---------- Working data
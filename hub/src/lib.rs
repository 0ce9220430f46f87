//! Subagent Hub - registration, routing and delegation for specialized executors
//!
//! The hub keeps a registry of executors ("subagents") with their capabilities
//! and live metrics, routes tasks to the best available one, runs delegated
//! tasks through a black-box execution seam with timeout and cancellation, and
//! caches discovered inventories per source.
//!
//! # Architecture
//!
//! - `executor` - Executor descriptors and derived capabilities
//! - `registry` - Registration table, filtered lookups, health checks, rolling metrics
//! - `routing` - Capability-based executor selection
//! - `delegation` - Task requests, the execution seam and the orchestrator
//! - `discovery` - Inventory providers and the TTL discovery cache
//! - `schedule` - Cancellable periodic background tasks
//! - `hub` - The [`SubagentHub`] facade tying everything together

pub mod config;
pub mod error;
pub mod schedule;

pub mod executor;
pub mod registry;
pub mod routing;
pub mod delegation;
pub mod discovery;

pub mod hub;

pub use config::HubConfig;
pub use error::{ErrorKind, HubError, Result};

pub use executor::{Capabilities, ExecutorDescriptor, ExecutorId, ExecutorRole, ExecutorStatus};
pub use registry::{
    AlwaysHealthy, ExecutorFilter, ExecutorRegistry, HealthMonitor, HealthProbe, Registration,
    RegistryStatistics,
};
pub use routing::CapabilityRouter;
pub use delegation::{
    DelegationOrchestrator, ExecutionMetadata, ExecutionOutcome, TaskExecutor, TaskId, TaskRequest,
    TaskResponse,
};
pub use discovery::{DiscoveredItem, DiscoveryCache, DiscoverySource, InventoryProvider, SourceKind};
pub use hub::{HubStatistics, SubagentHub, SubagentHubBuilder};

/// Subagent Hub version
pub const VERSION: &str = env!("CARGO_PKG_VERSION");
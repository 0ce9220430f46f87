//! Subagent Hub CLI
//!
//! # Usage
//!
//! ```bash
//! # Pick the best executor for a task from a directory of manifests
//! subagent-hub route "fix database migration" --tool git --manifests ./executors
//!
//! # Show registrations and statistics
//! subagent-hub inspect --manifests ./executors --format json
//!
//! # Show or validate the effective configuration
//! subagent-hub config show
//! subagent-hub --config hub.toml config validate
//! ```

use std::path::{Path, PathBuf};
use std::process;
use std::sync::Arc;

use anyhow::{Context, Result};
use clap::{Parser, Subcommand, ValueEnum};

use subagent_hub::discovery::ManifestProvider;
use subagent_hub::{CapabilityRouter, ExecutorRegistry, HubConfig};

#[derive(Parser)]
#[command(name = "subagent-hub")]
#[command(about = "Subagent Hub - route tasks to specialized executors", long_about = None)]
#[command(version)]
struct Cli {
    #[command(subcommand)]
    command: Commands,

    /// Configuration file (default: .subagent-hub/config.toml if present)
    #[arg(short, long, global = true, env = "SUBAGENT_HUB_CONFIG")]
    config: Option<PathBuf>,

    /// Enable verbose logging
    #[arg(short, long, global = true)]
    verbose: bool,

    /// Output format
    #[arg(long, global = true, default_value = "human")]
    format: OutputFormatArg,
}

#[derive(Clone, Copy, Debug, PartialEq, Eq, ValueEnum)]
enum OutputFormatArg {
    Human,
    Json,
}

#[derive(Subcommand)]
enum Commands {
    /// Select the best executor for a task
    Route {
        /// Task description
        task: String,

        /// Required tool (repeatable)
        #[arg(short, long = "tool")]
        tools: Vec<String>,

        /// Directory of executor manifests (*.toml)
        #[arg(short, long)]
        manifests: PathBuf,
    },

    /// Show registered executors and statistics
    Inspect {
        /// Directory of executor manifests (*.toml)
        #[arg(short, long)]
        manifests: PathBuf,
    },

    /// Configuration management
    #[command(subcommand)]
    Config(ConfigCommands),
}

#[derive(Subcommand)]
enum ConfigCommands {
    /// Print the effective configuration
    Show,

    /// Validate the configuration
    Validate,
}

#[tokio::main]
async fn main() {
    if let Err(e) = run().await {
        eprintln!("Error: {:#}", e);
        process::exit(1);
    }
}

async fn run() -> Result<()> {
    let cli = Cli::parse();
    init_logging(cli.verbose);

    let config = load_config(cli.config.as_deref())?;

    match cli.command {
        Commands::Route {
            task,
            tools,
            manifests,
        } => route(&config, &task, &tools, &manifests, cli.format).await,
        Commands::Inspect { manifests } => inspect(&config, &manifests, cli.format).await,
        Commands::Config(ConfigCommands::Show) => {
            match cli.format {
                OutputFormatArg::Human => print!("{}", config.to_toml()?),
                OutputFormatArg::Json => println!("{}", serde_json::to_string_pretty(&config)?),
            }
            Ok(())
        }
        // loading already validated it
        Commands::Config(ConfigCommands::Validate) => {
            println!("Configuration is valid");
            Ok(())
        }
    }
}

fn load_config(path: Option<&Path>) -> Result<HubConfig> {
    let config = match path {
        Some(path) => HubConfig::load_from_path(path)?,
        None => HubConfig::load()?,
    };
    Ok(config)
}

async fn load_registry(config: &HubConfig, manifests: &Path) -> Result<Arc<ExecutorRegistry>> {
    let registry = Arc::new(ExecutorRegistry::from_config(config));
    let descriptors = ManifestProvider::new(manifests)
        .load()
        .await
        .context("Failed to load executor manifests")?;

    for descriptor in descriptors {
        registry.register(descriptor).await;
    }

    Ok(registry)
}

async fn route(
    config: &HubConfig,
    task: &str,
    tools: &[String],
    manifests: &Path,
    format: OutputFormatArg,
) -> Result<()> {
    let registry = load_registry(config, manifests).await?;
    let router = CapabilityRouter::new(registry);

    let ranking = router.rank(task, tools).await;
    let selected = router.find_best_executor(task, tools).await;

    match format {
        OutputFormatArg::Json => {
            let output = serde_json::json!({
                "task": task,
                "required_tools": tools,
                "selected": selected.as_ref().map(|r| r.id()),
                "candidates": ranking,
            });
            println!("{}", serde_json::to_string_pretty(&output)?);
        }
        OutputFormatArg::Human => match selected {
            Some(registration) => {
                println!(
                    "{} ({}, {})",
                    registration.id(),
                    registration.descriptor.name,
                    registration.descriptor.role
                );
                for score in &ranking {
                    println!("  {:<24} {:>6.2}", score.executor_id, score.total());
                }
            }
            None => println!("no executor available"),
        },
    }

    Ok(())
}

async fn inspect(config: &HubConfig, manifests: &Path, format: OutputFormatArg) -> Result<()> {
    let registry = load_registry(config, manifests).await?;
    let registrations = registry.snapshot().await;
    let statistics = registry.statistics().await;

    match format {
        OutputFormatArg::Json => {
            let output = serde_json::json!({
                "executors": registrations,
                "statistics": statistics,
            });
            println!("{}", serde_json::to_string_pretty(&output)?);
        }
        OutputFormatArg::Human => {
            for registration in &registrations {
                println!(
                    "{:<20} {:<16} {:<12} tools: {}",
                    registration.id(),
                    registration.descriptor.role,
                    registration.status,
                    registration.capabilities.tools.join(", ")
                );
            }
            println!();
            println!("Executors: {}", statistics.total_executors);
            for (status, count) in &statistics.totals_by_status {
                println!("  {:<12} {}", status, count);
            }
            println!(
                "Average success rate: {:.1}%",
                statistics.averages.average_success_rate
            );
        }
    }

    Ok(())
}

fn init_logging(verbose: bool) {
    use tracing_subscriber::{layer::SubscriberExt, util::SubscriberInitExt, EnvFilter};

    let filter = if verbose {
        EnvFilter::new("subagent_hub=debug,info")
    } else {
        EnvFilter::try_from_default_env()
            .unwrap_or_else(|_| EnvFilter::new("subagent_hub=info,warn"))
    };

    tracing_subscriber::registry()
        .with(filter)
        .with(tracing_subscriber::fmt::layer().with_target(false).with_writer(std::io::stderr))
        .init();
}
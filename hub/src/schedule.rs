//! Cancellable periodic background tasks
//!
//! Health checks and discovery refreshes each run on their own interval in a
//! spawned task. The returned [`ScheduleHandle`] stops the loop; a tick that is
//! already running completes before the loop exits.

use std::future::Future;
use std::time::Duration;

use tokio::sync::watch;
use tokio::task::JoinHandle;
use tokio::time::{interval, MissedTickBehavior};
use tracing::{debug, warn};

/// Handle to a running periodic task
#[derive(Debug)]
pub struct ScheduleHandle {
    name: String,
    shutdown: watch::Sender<bool>,
    task: JoinHandle<()>,
}

impl ScheduleHandle {
    pub fn name(&self) -> &str {
        &self.name
    }

    pub fn is_running(&self) -> bool {
        !self.task.is_finished()
    }

    /// Signal the loop to stop and wait for it to exit
    pub async fn shutdown(self) {
        // receiver gone means the loop already exited
        let _ = self.shutdown.send(true);

        if let Err(e) = self.task.await {
            warn!("Schedule {} ended abnormally: {}", self.name, e);
        }
        debug!("Schedule {} stopped", self.name);
    }
}

/// Spawn `tick` every `period` until the handle is shut down
///
/// With `immediate` the first tick runs right away, otherwise after one period.
pub fn spawn_periodic<F, Fut>(
    name: impl Into<String>,
    period: Duration,
    immediate: bool,
    mut tick: F,
) -> ScheduleHandle
where
    F: FnMut() -> Fut + Send + 'static,
    Fut: Future<Output = ()> + Send + 'static,
{
    let name = name.into();
    let (shutdown, mut shutdown_rx) = watch::channel(false);
    let task_name = name.clone();

    let task = tokio::spawn(async move {
        let mut ticker = interval(period);
        ticker.set_missed_tick_behavior(MissedTickBehavior::Delay);

        if !immediate {
            // first tick of a tokio interval completes immediately
            ticker.tick().await;
        }

        loop {
            tokio::select! {
                biased;
                changed = shutdown_rx.changed() => {
                    if changed.is_err() || *shutdown_rx.borrow() {
                        break;
                    }
                }
                _ = ticker.tick() => {
                    tick().await;
                }
            }
        }

        debug!("Schedule {} loop exited", task_name);
    });

    debug!("Schedule {} started (every {:?})", name, period);

    ScheduleHandle {
        name,
        shutdown,
        task,
    }
}

#[cfg(test)]
mod tests {
    use super::*;
    use std::sync::atomic::{AtomicUsize, Ordering};
    use std::sync::Arc;

    #[tokio::test]
    async fn test_periodic_ticks_until_shutdown() {
        let counter = Arc::new(AtomicUsize::new(0));
        let ticks = counter.clone();

        let handle = spawn_periodic("test", Duration::from_millis(10), true, move || {
            let ticks = ticks.clone();
            async move {
                ticks.fetch_add(1, Ordering::SeqCst);
            }
        });

        tokio::time::sleep(Duration::from_millis(55)).await;
        assert!(handle.is_running());
        handle.shutdown().await;

        let after_shutdown = counter.load(Ordering::SeqCst);
        assert!(after_shutdown >= 2);

        tokio::time::sleep(Duration::from_millis(30)).await;
        assert_eq!(counter.load(Ordering::SeqCst), after_shutdown);
    }

    #[tokio::test]
    async fn test_delayed_start_skips_first_tick() {
        let counter = Arc::new(AtomicUsize::new(0));
        let ticks = counter.clone();

        let handle = spawn_periodic("delayed", Duration::from_secs(60), false, move || {
            let ticks = ticks.clone();
            async move {
                ticks.fetch_add(1, Ordering::SeqCst);
            }
        });

        tokio::time::sleep(Duration::from_millis(20)).await;
        handle.shutdown().await;
        assert_eq!(counter.load(Ordering::SeqCst), 0);
    }
}
//! Subagent Hub facade
//!
//! Wires the registry, router, delegation orchestrator, health monitor and
//! discovery cache together behind the consumer API.
//!
//! # Example
//!
//! ```no_run
//! # use std::sync::Arc;
//! # use subagent_hub::{ExecutorDescriptor, SubagentHub, TaskExecutor};
//! # async fn example(executor: Arc<dyn TaskExecutor>) -> subagent_hub::Result<()> {
//! let hub = SubagentHub::builder().executor(executor).build()?;
//! hub.start().await;
//!
//! hub.register(ExecutorDescriptor::new("E1", "backend", "BackendDev").with_tools(["git"]))
//!     .await;
//!
//! let response = hub
//!     .delegate_task(hub.request("fix database migration").required_tools(["git"]))
//!     .await;
//! assert!(response.success);
//!
//! hub.shutdown().await;
//! # Ok(())
//! # }
//! ```

use std::collections::BTreeMap;
use std::sync::Arc;

use serde::{Deserialize, Serialize};
use tokio::sync::Mutex;
use tracing::info;

use crate::config::HubConfig;
use crate::delegation::{
    DelegationOrchestrator, ExecutionMetadata, TaskExecutor, TaskId, TaskRequest, TaskResponse,
};
use crate::discovery::{DiscoveryCache, DiscoverySource};
use crate::error::{HubError, Result};
use crate::executor::{ExecutorDescriptor, ExecutorId, ExecutorStatus};
use crate::registry::{AlwaysHealthy, ExecutorRegistry, HealthMonitor, HealthProbe, Registration, SystemAverages};
use crate::routing::CapabilityRouter;
use crate::schedule::ScheduleHandle;

/// Hub-wide statistics
#[derive(Debug, Clone, Default, PartialEq, Serialize, Deserialize)]
pub struct HubStatistics {
    pub total_executors: usize,
    pub totals_by_status: BTreeMap<ExecutorStatus, usize>,
    pub totals_by_role: BTreeMap<String, usize>,
    pub system_averages: SystemAverages,
    pub in_flight_tasks: usize,
}

/// Builder for [`SubagentHub`]
#[derive(Default)]
pub struct SubagentHubBuilder {
    config: HubConfig,
    executor: Option<Arc<dyn TaskExecutor>>,
    probe: Option<Arc<dyn HealthProbe>>,
    sources: Vec<DiscoverySource>,
}

impl SubagentHubBuilder {
    pub fn config(mut self, config: HubConfig) -> Self {
        self.config = config;
        self
    }

    /// Execution seam used for every delegated task (required)
    pub fn executor(mut self, executor: Arc<dyn TaskExecutor>) -> Self {
        self.executor = Some(executor);
        self
    }

    /// Health probe; defaults to [`AlwaysHealthy`]
    pub fn probe(mut self, probe: Arc<dyn HealthProbe>) -> Self {
        self.probe = Some(probe);
        self
    }

    pub fn source(mut self, source: DiscoverySource) -> Self {
        self.sources.push(source);
        self
    }

    pub fn build(self) -> Result<SubagentHub> {
        self.config.validate()?;

        let executor = self
            .executor
            .ok_or_else(|| HubError::Config("no task executor configured".to_string()))?;
        let probe = self.probe.unwrap_or_else(|| Arc::new(AlwaysHealthy));

        let registry = Arc::new(ExecutorRegistry::from_config(&self.config));
        let orchestrator = DelegationOrchestrator::new(
            registry.clone(),
            executor,
            self.config.delegation.clone(),
        );
        let health = Arc::new(HealthMonitor::new(
            registry.clone(),
            probe,
            self.config.health.clone(),
        ));

        let mut discovery =
            DiscoveryCache::new(self.config.discovery.clone()).with_registry(registry.clone());
        for source in self.sources {
            discovery.add_source(source);
        }

        Ok(SubagentHub {
            config: self.config,
            registry,
            orchestrator,
            health,
            discovery: Arc::new(discovery),
            schedules: Mutex::new(Vec::new()),
        })
    }
}

/// Subagent hub: registration, routing, delegation and discovery
pub struct SubagentHub {
    config: HubConfig,
    registry: Arc<ExecutorRegistry>,
    orchestrator: DelegationOrchestrator,
    health: Arc<HealthMonitor>,
    discovery: Arc<DiscoveryCache>,
    schedules: Mutex<Vec<ScheduleHandle>>,
}

impl SubagentHub {
    pub fn builder() -> SubagentHubBuilder {
        SubagentHubBuilder::default()
    }

    pub fn config(&self) -> &HubConfig {
        &self.config
    }

    pub fn registry(&self) -> &Arc<ExecutorRegistry> {
        &self.registry
    }

    pub fn router(&self) -> &CapabilityRouter {
        self.orchestrator.router()
    }

    pub fn orchestrator(&self) -> &DelegationOrchestrator {
        &self.orchestrator
    }

    pub fn health_monitor(&self) -> &Arc<HealthMonitor> {
        &self.health
    }

    pub fn discovery(&self) -> &Arc<DiscoveryCache> {
        &self.discovery
    }

    // ========================================================================
    // Lifecycle
    // ========================================================================

    /// Start the health monitor and one refresh loop per discovery source
    ///
    /// Calling `start` on a running hub does nothing.
    pub async fn start(&self) {
        let mut schedules = self.schedules.lock().await;
        if !schedules.is_empty() {
            return;
        }

        schedules.push(self.health.clone().spawn());
        schedules.extend(self.discovery.clone().spawn());

        info!("Subagent hub started with {} schedules", schedules.len());
    }

    pub async fn is_running(&self) -> bool {
        self.schedules
            .lock()
            .await
            .iter()
            .any(ScheduleHandle::is_running)
    }

    /// Stop schedules, cancel in-flight tasks and clear every table
    pub async fn shutdown(&self) {
        let schedules: Vec<ScheduleHandle> = self.schedules.lock().await.drain(..).collect();
        for schedule in schedules {
            schedule.shutdown().await;
        }

        let cancelled = self.orchestrator.cancel_all().await;
        self.registry.clear().await;
        self.discovery.clear().await;

        info!("Subagent hub shut down ({} in-flight tasks cancelled)", cancelled);
    }

    // ========================================================================
    // Consumer API
    // ========================================================================

    pub async fn register(&self, descriptor: ExecutorDescriptor) -> Registration {
        self.registry.register(descriptor).await
    }

    pub async fn unregister(&self, id: &ExecutorId) -> bool {
        self.registry.unregister(id).await
    }

    /// New request for `task` carrying the configured default timeout
    pub fn request(&self, task: impl Into<String>) -> TaskRequest {
        TaskRequest::new(task).timeout(self.config.delegation.default_timeout)
    }

    pub async fn delegate_task(&self, request: TaskRequest) -> TaskResponse {
        self.orchestrator.delegate_task(request).await
    }

    /// Id of the best available executor for a task, if any
    pub async fn find_best_executor(&self, task: &str, required_tools: &[String]) -> Option<ExecutorId> {
        self.router()
            .find_best_executor(task, required_tools)
            .await
            .map(|registration| registration.descriptor.id)
    }

    pub async fn get_task_status(&self, task_id: &TaskId) -> Option<ExecutionMetadata> {
        self.orchestrator.get_task_status(task_id).await
    }

    pub async fn cancel_task(&self, task_id: &TaskId) -> bool {
        self.orchestrator.cancel_task(task_id).await
    }

    pub async fn statistics(&self) -> HubStatistics {
        let registry = self.registry.statistics().await;

        HubStatistics {
            total_executors: registry.total_executors,
            totals_by_status: registry.totals_by_status,
            totals_by_role: registry.totals_by_role,
            system_averages: registry.averages,
            in_flight_tasks: self.orchestrator.in_flight_count().await,
        }
    }
}
//! Registration filters for `ExecutorRegistry::find`

use crate::executor::{ExecutorRole, ExecutorStatus};

use super::Registration;

/// Arbitrary combination of registration criteria; the default matches everything
#[derive(Debug, Clone, Default, PartialEq)]
pub struct ExecutorFilter {
    /// Role, compared in normalized form
    pub role: Option<ExecutorRole>,

    pub status: Option<ExecutorStatus>,

    /// Matches when the registration has at least one of these
    pub specializations: Vec<String>,

    pub min_success_rate: Option<f64>,

    pub max_load: Option<f64>,

    /// Matches when the registration declares all of these
    pub tools: Vec<String>,
}

impl ExecutorFilter {
    pub fn new() -> Self {
        Self::default()
    }

    pub fn role(mut self, role: impl Into<ExecutorRole>) -> Self {
        self.role = Some(role.into());
        self
    }

    pub fn status(mut self, status: ExecutorStatus) -> Self {
        self.status = Some(status);
        self
    }

    pub fn specializations<I, S>(mut self, specializations: I) -> Self
    where
        I: IntoIterator<Item = S>,
        S: Into<String>,
    {
        self.specializations = specializations.into_iter().map(Into::into).collect();
        self
    }

    pub fn min_success_rate(mut self, rate: f64) -> Self {
        self.min_success_rate = Some(rate);
        self
    }

    pub fn max_load(mut self, load: f64) -> Self {
        self.max_load = Some(load);
        self
    }

    pub fn tools<I, S>(mut self, tools: I) -> Self
    where
        I: IntoIterator<Item = S>,
        S: Into<String>,
    {
        self.tools = tools.into_iter().map(Into::into).collect();
        self
    }

    /// Check a registration against every set criterion
    pub fn matches(&self, registration: &Registration) -> bool {
        if let Some(role) = &self.role {
            if role.normalized() != registration.descriptor.role.normalized() {
                return false;
            }
        }

        if let Some(status) = self.status {
            if registration.status != status {
                return false;
            }
        }

        if !self.specializations.is_empty()
            && !registration.capabilities.has_any_specialization(&self.specializations)
        {
            return false;
        }

        if let Some(min) = self.min_success_rate {
            if registration.success_rate < min {
                return false;
            }
        }

        if let Some(max) = self.max_load {
            if registration.current_load > max {
                return false;
            }
        }

        self.tools
            .iter()
            .all(|tool| registration.capabilities.has_tool(tool))
    }
}

#[cfg(test)]
mod tests {
    use super::*;
    use crate::executor::ExecutorDescriptor;

    fn registration(role: &str, tools: &[&str]) -> Registration {
        let descriptor = ExecutorDescriptor::new("E1", "worker", role)
            .with_tools(tools.iter().copied())
            .with_specializations(["rust"]);
        Registration::new(descriptor, 0, std::time::Duration::from_secs(30), 1)
    }

    #[test]
    fn test_empty_filter_matches_everything() {
        assert!(ExecutorFilter::new().matches(&registration("BackendDev", &[])));
    }

    #[test]
    fn test_role_match_is_normalized() {
        let reg = registration("BackendDev", &[]);
        assert!(ExecutorFilter::new().role("backend-dev").matches(&reg));
        assert!(!ExecutorFilter::new().role("FrontendDev").matches(&reg));
    }

    #[test]
    fn test_tools_require_all() {
        let reg = registration("BackendDev", &["git", "cargo"]);
        assert!(ExecutorFilter::new().tools(["git"]).matches(&reg));
        assert!(!ExecutorFilter::new().tools(["git", "docker"]).matches(&reg));
    }

    #[test]
    fn test_specializations_require_any() {
        let reg = registration("BackendDev", &[]);
        assert!(ExecutorFilter::new().specializations(["go", "RUST"]).matches(&reg));
        assert!(!ExecutorFilter::new().specializations(["go"]).matches(&reg));
    }

    #[test]
    fn test_numeric_bounds() {
        let mut reg = registration("BackendDev", &[]);
        reg.success_rate = 70.0;
        reg.current_load = 40.0;

        assert!(ExecutorFilter::new().min_success_rate(70.0).max_load(40.0).matches(&reg));
        assert!(!ExecutorFilter::new().min_success_rate(75.0).matches(&reg));
        assert!(!ExecutorFilter::new().max_load(39.0).matches(&reg));
        assert!(!ExecutorFilter::new().status(ExecutorStatus::Busy).matches(&reg));
    }
}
--------------------
### [Exercise]
Working through the records, find each line containing the word "sources" and copy it.

### [Response for this exercise]
    sources: Vec<DiscoverySource>,
        self.sources.push(source);
        for source in self.sources {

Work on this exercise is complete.